** Opening The data block **
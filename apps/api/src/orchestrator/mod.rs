//! Analysis Orchestrator: the single authority over what one student sees.
//!
//! Flow per cycle: validate selection → begin cycle (clear everything) →
//! narrative + "All Universities" courses + skip verdicts concurrently →
//! commit all-or-nothing → stage 2 open. Later actions reveal stages 3 and 4,
//! fill the per-university course cache, or run detached what-if scenarios.
//!
//! Session state sits behind a mutex that is never held across a gateway call.
//! Every completion re-checks the cycle id it started with; a mismatch means a
//! newer cycle (or a snapshot load) has replaced the state and the result is
//! dropped.

pub mod course_cache;
pub mod reveal;
pub mod snapshot;
pub mod view;

use std::sync::Arc;

use tokio::sync::Mutex;
use tracing::{debug, error, info, warn};

use crate::catalog::{UniversityFilter, ALL_UNIVERSITIES};
use crate::errors::AppError;
use crate::gateway::ReportGateway;
use crate::models::report::{AnalysisReport, CourseRequirements, UniversityCourse, WhatIfScenario};
use crate::models::subjects::SubjectSelection;
use crate::storage::SnapshotStore;
use course_cache::CourseCache;
use reveal::{RevealState, Stage};
use snapshot::Snapshot;
use view::{Phase, SessionView};

pub const ANALYSIS_FAILED: &str =
    "An error occurred while generating the analysis. Please try again.";
pub const WHAT_IF_INVALID: &str =
    "Please select a subject to replace and a different new subject.";
pub const WHAT_IF_FAILED: &str = "Could not generate the new story. Please try again.";
pub const REQUIREMENTS_FAILED: &str =
    "Could not fetch the entry requirements for this course. Please try again.";
pub const NOT_READY: &str = "Generate an analysis first.";

#[derive(Debug, Default)]
struct Session {
    phase: Phase,
    cycle: u64,
    selection: Option<SubjectSelection>,
    report: Option<Arc<AnalysisReport>>,
    reveal: RevealState,
    courses: CourseCache,
    error: Option<String>,
}

impl Session {
    fn begin_cycle(&mut self, selection: SubjectSelection) -> u64 {
        self.cycle += 1;
        self.phase = Phase::Loading;
        self.selection = Some(selection);
        self.report = None;
        self.reveal = RevealState::default();
        self.courses = CourseCache::new();
        self.error = None;
        self.cycle
    }

    fn commit(&mut self, report: Arc<AnalysisReport>) {
        self.courses = CourseCache::seeded(ALL_UNIVERSITIES, report.university_courses.clone());
        self.report = Some(report);
        self.reveal = RevealState::initial_ready();
        self.phase = Phase::Ready;
    }

    fn restore(&mut self, snapshot: Snapshot) {
        self.cycle += 1;
        self.phase = Phase::Ready;
        self.selection = Some(snapshot.subjects);
        self.report = Some(Arc::new(snapshot.analysis_result));
        self.reveal = snapshot.visible_sections;
        self.courses = CourseCache::from_map(snapshot.cached_courses);
        self.error = None;
    }

    /// The report and selection, if an analysis is on screen.
    fn ready(&self) -> Result<(&SubjectSelection, &Arc<AnalysisReport>), AppError> {
        match (&self.selection, &self.report) {
            (Some(selection), Some(report)) => Ok((selection, report)),
            _ => Err(AppError::AnalysisNotReady(NOT_READY.to_string())),
        }
    }

    fn view(&self) -> SessionView {
        let report = self.report.as_ref();
        let stage = |s: Stage| report.filter(|_| self.reveal.is_open(s));

        SessionView {
            phase: self.phase,
            cycle: self.cycle,
            subjects: self
                .selection
                .as_ref()
                .map(SubjectSelection::to_slots)
                .unwrap_or_default(),
            error: self.error.clone(),
            visible_sections: self.reveal,
            cached_universities: self.courses.keys(),
            career_persona: stage(Stage::Two).map(|r| r.career_persona.clone()),
            future_story: stage(Stage::Two).map(|r| r.future_story.clone()),
            university_courses: stage(Stage::Two).map(|r| {
                self.courses
                    .get(ALL_UNIVERSITIES)
                    .cloned()
                    .unwrap_or_else(|| r.university_courses.clone())
            }),
            popular_careers: stage(Stage::Three).map(|r| r.popular_careers.clone()),
            earning_potential: stage(Stage::Three).map(|r| r.earning_potential.clone()),
            skippable_subjects: stage(Stage::Four).and_then(|r| r.skippable_subjects.clone()),
        }
    }
}

/// One student's analysis state plus the collaborators needed to advance it.
pub struct Orchestrator {
    gateway: Arc<dyn ReportGateway>,
    store: Arc<dyn SnapshotStore>,
    snapshot_key: String,
    include_skip_analysis: bool,
    session: Mutex<Session>,
}

impl Orchestrator {
    pub fn new(
        gateway: Arc<dyn ReportGateway>,
        store: Arc<dyn SnapshotStore>,
        snapshot_key: String,
        include_skip_analysis: bool,
    ) -> Self {
        Self {
            gateway,
            store,
            snapshot_key,
            include_skip_analysis,
            session: Mutex::new(Session::default()),
        }
    }

    pub async fn view(&self) -> SessionView {
        self.session.lock().await.view()
    }

    /// Validates the selection and runs a fresh analysis cycle.
    pub async fn start_analysis<S: AsRef<str>>(
        &self,
        slots: &[S],
    ) -> Result<Arc<AnalysisReport>, AppError> {
        let selection = match SubjectSelection::from_slots(slots) {
            Ok(selection) => selection,
            Err(e) => {
                self.session.lock().await.error = Some(e.user_message());
                return Err(e);
            }
        };

        let cycle = self.session.lock().await.begin_cycle(selection.clone());
        info!(cycle, subjects = %selection.joined(), "Starting analysis");

        let subjects = selection.subjects();
        let all = UniversityFilter::All;
        let skip = async {
            if self.include_skip_analysis {
                self.gateway.skip_verdicts(subjects).await.map(Some)
            } else {
                Ok(None)
            }
        };
        let outcome = tokio::try_join!(
            self.gateway.narrative_bundle(subjects),
            self.gateway.university_courses(subjects, &all),
            skip,
        );

        let mut session = self.session.lock().await;
        if session.cycle != cycle {
            debug!(cycle, current = session.cycle, "Discarding stale analysis result");
            return Err(AppError::Superseded {
                current: session.cycle,
            });
        }

        match outcome {
            Ok((bundle, courses, verdicts)) => {
                let report = AnalysisReport::assemble(bundle, courses, verdicts);
                session.commit(report.clone());
                info!(
                    cycle,
                    courses = report.university_courses.len(),
                    careers = report.popular_careers.len(),
                    "Analysis ready"
                );
                Ok(report)
            }
            Err(e) => {
                error!(cycle, "Analysis failed: {e}");
                session.phase = Phase::Failed;
                session.error = Some(ANALYSIS_FAILED.to_string());
                Err(e.with_user_message(ANALYSIS_FAILED))
            }
        }
    }

    /// Opens a result section. No I/O.
    pub async fn reveal_next(&self, stage: Stage) -> Result<RevealState, AppError> {
        let mut session = self.session.lock().await;
        session.ready()?;
        session.reveal.open(stage)?;
        debug!(level = session.reveal.level(), "Reveal state advanced");
        Ok(session.reveal)
    }

    /// Course list for one university filter, fetched at most once per cycle.
    pub async fn fetch_courses_for(&self, university: &str) -> Result<Vec<UniversityCourse>, AppError> {
        let filter = UniversityFilter::parse(university)?;

        let (slot, subjects, cycle) = {
            let mut session = self.session.lock().await;
            let subjects = session.ready()?.0.subjects().to_vec();
            (session.courses.slot(filter.key()), subjects, session.cycle)
        };

        if let Some(courses) = slot.get() {
            debug!(university = filter.key(), "Course cache hit");
            return Ok(courses.clone());
        }

        let courses = slot
            .get_or_try_init(|| self.gateway.university_courses(&subjects, &filter))
            .await
            .map_err(|e| {
                warn!(university = filter.key(), "Course fetch failed: {e}");
                e.with_user_message(format!(
                    "Could not fetch courses for {}. Please try again.",
                    filter.key()
                ))
            })?
            .clone();

        let current = self.session.lock().await.cycle;
        if current != cycle {
            debug!(cycle, current, "Discarding stale course list");
            return Err(AppError::Superseded { current });
        }

        Ok(courses)
    }

    /// Builds a detached scenario for swapping one subject. Never touches state.
    pub async fn run_what_if(
        &self,
        replaced: &str,
        new_subject: &str,
    ) -> Result<WhatIfScenario, AppError> {
        let replaced = replaced.trim();
        let new_subject = new_subject.trim();
        if replaced.is_empty() || new_subject.is_empty() || replaced.eq_ignore_ascii_case(new_subject)
        {
            return Err(AppError::Validation(WHAT_IF_INVALID.to_string()));
        }

        let (subjects, substituted, new_combination) = {
            let session = self.session.lock().await;
            let (selection, _) = session.ready()?;
            let substituted = selection
                .subjects()
                .iter()
                .find(|s| s.eq_ignore_ascii_case(replaced))
                .cloned()
                .ok_or_else(|| {
                    AppError::Validation(format!(
                        "{replaced} is not part of the current selection."
                    ))
                })?;
            if selection.contains(new_subject) {
                return Err(AppError::Validation(format!(
                    "{new_subject} is already part of the current selection."
                )));
            }
            (
                selection.subjects().to_vec(),
                substituted,
                selection.substitute(replaced, new_subject),
            )
        };

        let story = self
            .gateway
            .what_if_story(&subjects, &substituted, new_subject, &new_combination)
            .await
            .map_err(|e| {
                warn!("What-if scenario failed: {e}");
                e.with_user_message(WHAT_IF_FAILED)
            })?;

        Ok(WhatIfScenario {
            substituted_subject: substituted,
            new_subject: new_subject.to_string(),
            new_combination,
            scenario_story: story.scenario_story,
        })
    }

    /// Restarts the cycle with a scenario's combination.
    pub async fn promote_scenario(
        &self,
        scenario: &WhatIfScenario,
    ) -> Result<Arc<AnalysisReport>, AppError> {
        info!(
            from = %scenario.substituted_subject,
            to = %scenario.new_subject,
            "Promoting what-if scenario"
        );
        self.start_analysis(&scenario.new_combination).await
    }

    /// Writes the current state under this session's snapshot key.
    pub async fn save_snapshot(&self) -> Result<(), AppError> {
        let encoded = {
            let session = self.session.lock().await;
            let (selection, report) = session.ready()?;
            Snapshot {
                subjects: selection.clone(),
                analysis_result: report.as_ref().clone(),
                visible_sections: session.reveal,
                cached_courses: session.courses.to_map(),
            }
            .encode()?
        };
        self.store.put(&self.snapshot_key, &encoded).await?;
        info!(key = %self.snapshot_key, bytes = encoded.len(), "Snapshot saved");
        Ok(())
    }

    /// Replaces all state with the stored snapshot. A corrupt snapshot is
    /// deleted and the current state is left exactly as it was.
    pub async fn load_snapshot(&self) -> Result<SessionView, AppError> {
        let raw = self
            .store
            .get(&self.snapshot_key)
            .await?
            .ok_or_else(|| AppError::NotFound("No saved analysis found.".to_string()))?;

        let snapshot = match Snapshot::decode(&raw) {
            Ok(snapshot) => snapshot,
            Err(e) => {
                warn!(key = %self.snapshot_key, "Discarding unreadable snapshot: {e}");
                if let Err(remove_err) = self.store.remove(&self.snapshot_key).await {
                    error!("Failed to remove corrupt snapshot: {remove_err}");
                }
                return Err(e);
            }
        };

        let mut session = self.session.lock().await;
        session.restore(snapshot);
        info!(cycle = session.cycle, "Snapshot restored");
        Ok(session.view())
    }

    pub async fn has_snapshot(&self) -> Result<bool, AppError> {
        Ok(self.store.get(&self.snapshot_key).await?.is_some())
    }
}

/// Requirement lookups need no session state.
pub async fn lookup_requirements(
    gateway: &dyn ReportGateway,
    course: &str,
    university: &str,
) -> Result<CourseRequirements, AppError> {
    let course = course.trim();
    let university = university.trim();
    if course.is_empty() || university.is_empty() {
        return Err(AppError::Validation(
            "Please choose a course and a university.".to_string(),
        ));
    }
    gateway
        .course_requirements(course, university)
        .await
        .map_err(|e| e.with_user_message(REQUIREMENTS_FAILED))
}
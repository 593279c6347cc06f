use std::collections::HashMap;
use std::sync::Arc;
use std::time::Duration;

use tokio::sync::RwLock;
use tokio::task::JoinHandle;
use tokio::time::Instant;
use tracing::{debug, info};
use uuid::Uuid;

use crate::gateway::ReportGateway;
use crate::orchestrator::Orchestrator;
use crate::storage::{snapshot_key, SnapshotStore};

/// How often the background sweep looks for idle sessions.
pub const SWEEP_INTERVAL: Duration = Duration::from_secs(60);

struct SessionEntry {
    orchestrator: Arc<Orchestrator>,
    last_access: Instant,
}

/// Live orchestrators keyed by session id. Nothing is shared between sessions
/// except the gateway and the snapshot store. Sessions untouched for longer
/// than the idle timeout are dropped; their saved snapshots stay in the store.
pub struct SessionRegistry {
    gateway: Arc<dyn ReportGateway>,
    store: Arc<dyn SnapshotStore>,
    include_skip_analysis: bool,
    idle_timeout: Duration,
    sessions: RwLock<HashMap<Uuid, SessionEntry>>,
}

impl SessionRegistry {
    pub fn new(
        gateway: Arc<dyn ReportGateway>,
        store: Arc<dyn SnapshotStore>,
        include_skip_analysis: bool,
        idle_timeout: Duration,
    ) -> Self {
        Self {
            gateway,
            store,
            include_skip_analysis,
            idle_timeout,
            sessions: RwLock::new(HashMap::new()),
        }
    }

    pub fn gateway(&self) -> &dyn ReportGateway {
        self.gateway.as_ref()
    }

    /// Starts a fresh session.
    pub async fn create(&self) -> Uuid {
        let id = Uuid::new_v4();
        self.get_or_create(id).await;
        info!(session = %id, "Session created");
        id
    }

    /// The orchestrator for a live session, refreshing its idle timer.
    pub async fn get(&self, id: Uuid) -> Option<Arc<Orchestrator>> {
        let mut sessions = self.sessions.write().await;
        let entry = sessions.get_mut(&id)?;
        entry.last_access = Instant::now();
        Some(entry.orchestrator.clone())
    }

    /// The orchestrator for `id`. Unknown ids get a new idle session, so a
    /// client that kept its id across a restart can still load its snapshot.
    pub async fn get_or_create(&self, id: Uuid) -> Arc<Orchestrator> {
        let mut sessions = self.sessions.write().await;
        let entry = sessions.entry(id).or_insert_with(|| SessionEntry {
            orchestrator: Arc::new(Orchestrator::new(
                self.gateway.clone(),
                self.store.clone(),
                snapshot_key(&id),
                self.include_skip_analysis,
            )),
            last_access: Instant::now(),
        });
        entry.last_access = Instant::now();
        entry.orchestrator.clone()
    }

    /// Drops sessions idle for longer than the timeout. Returns how many went.
    pub async fn evict_idle(&self) -> usize {
        let now = Instant::now();
        let mut sessions = self.sessions.write().await;
        let before = sessions.len();
        sessions.retain(|_, entry| now.duration_since(entry.last_access) <= self.idle_timeout);
        let evicted = before - sessions.len();
        if evicted > 0 {
            info!(evicted, remaining = sessions.len(), "Evicted idle sessions");
        }
        evicted
    }

    /// Runs `evict_idle` every `period` until the runtime shuts down.
    pub fn spawn_sweeper(self: Arc<Self>, period: Duration) -> JoinHandle<()> {
        tokio::spawn(async move {
            let mut ticker = tokio::time::interval(period);
            loop {
                ticker.tick().await;
                let evicted = self.evict_idle().await;
                debug!(evicted, "Session sweep finished");
            }
        })
    }

    pub async fn count(&self) -> usize {
        self.sessions.read().await.len()
    }
}
use std::path::PathBuf;
use std::time::Duration;

use anyhow::{Context, Result};

/// Application configuration loaded from environment variables.
///
/// `GEMINI_API_KEY` is the only credential source. The server starts without
/// it so the catalog and saved snapshots stay reachable; model calls then fail
/// with a service error.
#[derive(Debug, Clone)]
pub struct Config {
    pub gemini_api_key: Option<String>,
    pub gemini_model: String,
    pub gemini_base_url: String,
    pub snapshot_dir: PathBuf,
    pub redis_url: Option<String>,
    pub include_skip_analysis: bool,
    /// Sessions untouched for this long are dropped from memory.
    pub session_idle_timeout: Duration,
    pub port: u16,
    pub rust_log: String,
}

impl Config {
    pub fn from_env() -> Result<Self> {
        dotenvy::dotenv().ok(); // load .env if present; ignore if missing

        Ok(Config {
            gemini_api_key: optional_env("GEMINI_API_KEY"),
            gemini_model: optional_env("GEMINI_MODEL")
                .unwrap_or_else(|| crate::llm_client::DEFAULT_MODEL.to_string()),
            gemini_base_url: optional_env("GEMINI_BASE_URL")
                .unwrap_or_else(|| crate::llm_client::GEMINI_API_BASE_URL.to_string()),
            snapshot_dir: optional_env("SNAPSHOT_DIR")
                .map(PathBuf::from)
                .unwrap_or_else(|| PathBuf::from("./data/snapshots")),
            redis_url: optional_env("REDIS_URL"),
            include_skip_analysis: optional_env("INCLUDE_SKIP_ANALYSIS")
                .map(|v| parse_flag(&v))
                .transpose()
                .context("INCLUDE_SKIP_ANALYSIS must be true or false")?
                .unwrap_or(true),
            session_idle_timeout: Duration::from_secs(
                optional_env("SESSION_IDLE_SECS")
                    .map(|v| v.parse::<u64>())
                    .transpose()
                    .context("SESSION_IDLE_SECS must be a whole number of seconds")?
                    .unwrap_or(3600),
            ),
            port: std::env::var("PORT")
                .unwrap_or_else(|_| "8080".to_string())
                .parse::<u16>()
                .context("PORT must be a valid port number")?,
            rust_log: std::env::var("RUST_LOG").unwrap_or_else(|_| "info".to_string()),
        })
    }
}

/// Reads an env var, treating empty values as unset.
fn optional_env(key: &str) -> Option<String> {
    std::env::var(key)
        .ok()
        .map(|v| v.trim().to_string())
        .filter(|v| !v.is_empty())
}

fn parse_flag(value: &str) -> Result<bool> {
    match value.to_ascii_lowercase().as_str() {
        "1" | "true" | "yes" | "on" => Ok(true),
        "0" | "false" | "no" | "off" => Ok(false),
        other => anyhow::bail!("unrecognised flag value '{other}'"),
    }
}

#[cfg(test)]
mod tests {
    use super::*;

    #[test]
    fn test_parse_flag_accepts_common_spellings() {
        assert!(parse_flag("TRUE").unwrap());
        assert!(parse_flag("1").unwrap());
        assert!(!parse_flag("off").unwrap());
        assert!(!parse_flag("No").unwrap());
    }

    #[test]
    fn test_parse_flag_rejects_garbage() {
        assert!(parse_flag("maybe").is_err());
    }
}
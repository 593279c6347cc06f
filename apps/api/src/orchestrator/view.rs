use serde::Serialize;

use super::reveal::RevealState;
use crate::models::report::{
    Career, CareerPersona, EarningPotential, FutureStory, SkipVerdict, UniversityCourse,
};

/// Where the current analysis cycle stands.
#[derive(Debug, Clone, Copy, Default, PartialEq, Eq, Serialize)]
#[serde(rename_all = "lowercase")]
pub enum Phase {
    #[default]
    Idle,
    Loading,
    Ready,
    Failed,
}

/// What the student can currently see. Report facets are only filled in once
/// their section has been revealed.
#[derive(Debug, Clone, Serialize)]
#[serde(rename_all = "camelCase")]
pub struct SessionView {
    pub phase: Phase,
    pub cycle: u64,
    pub subjects: Vec<String>,
    pub error: Option<String>,
    pub visible_sections: RevealState,
    pub cached_universities: Vec<String>,
    #[serde(skip_serializing_if = "Option::is_none")]
    pub career_persona: Option<CareerPersona>,
    #[serde(skip_serializing_if = "Option::is_none")]
    pub future_story: Option<FutureStory>,
    #[serde(skip_serializing_if = "Option::is_none")]
    pub university_courses: Option<Vec<UniversityCourse>>,
    #[serde(skip_serializing_if = "Option::is_none")]
    pub popular_careers: Option<Vec<Career>>,
    #[serde(skip_serializing_if = "Option::is_none")]
    pub earning_potential: Option<EarningPotential>,
    #[serde(skip_serializing_if = "Option::is_none")]
    pub skippable_subjects: Option<Vec<SkipVerdict>>,
}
** Closing The data block **
* _Problem requirements_
Your answer should be one number: how many lines in the records above include "FutureStory".

* _Written solution_
2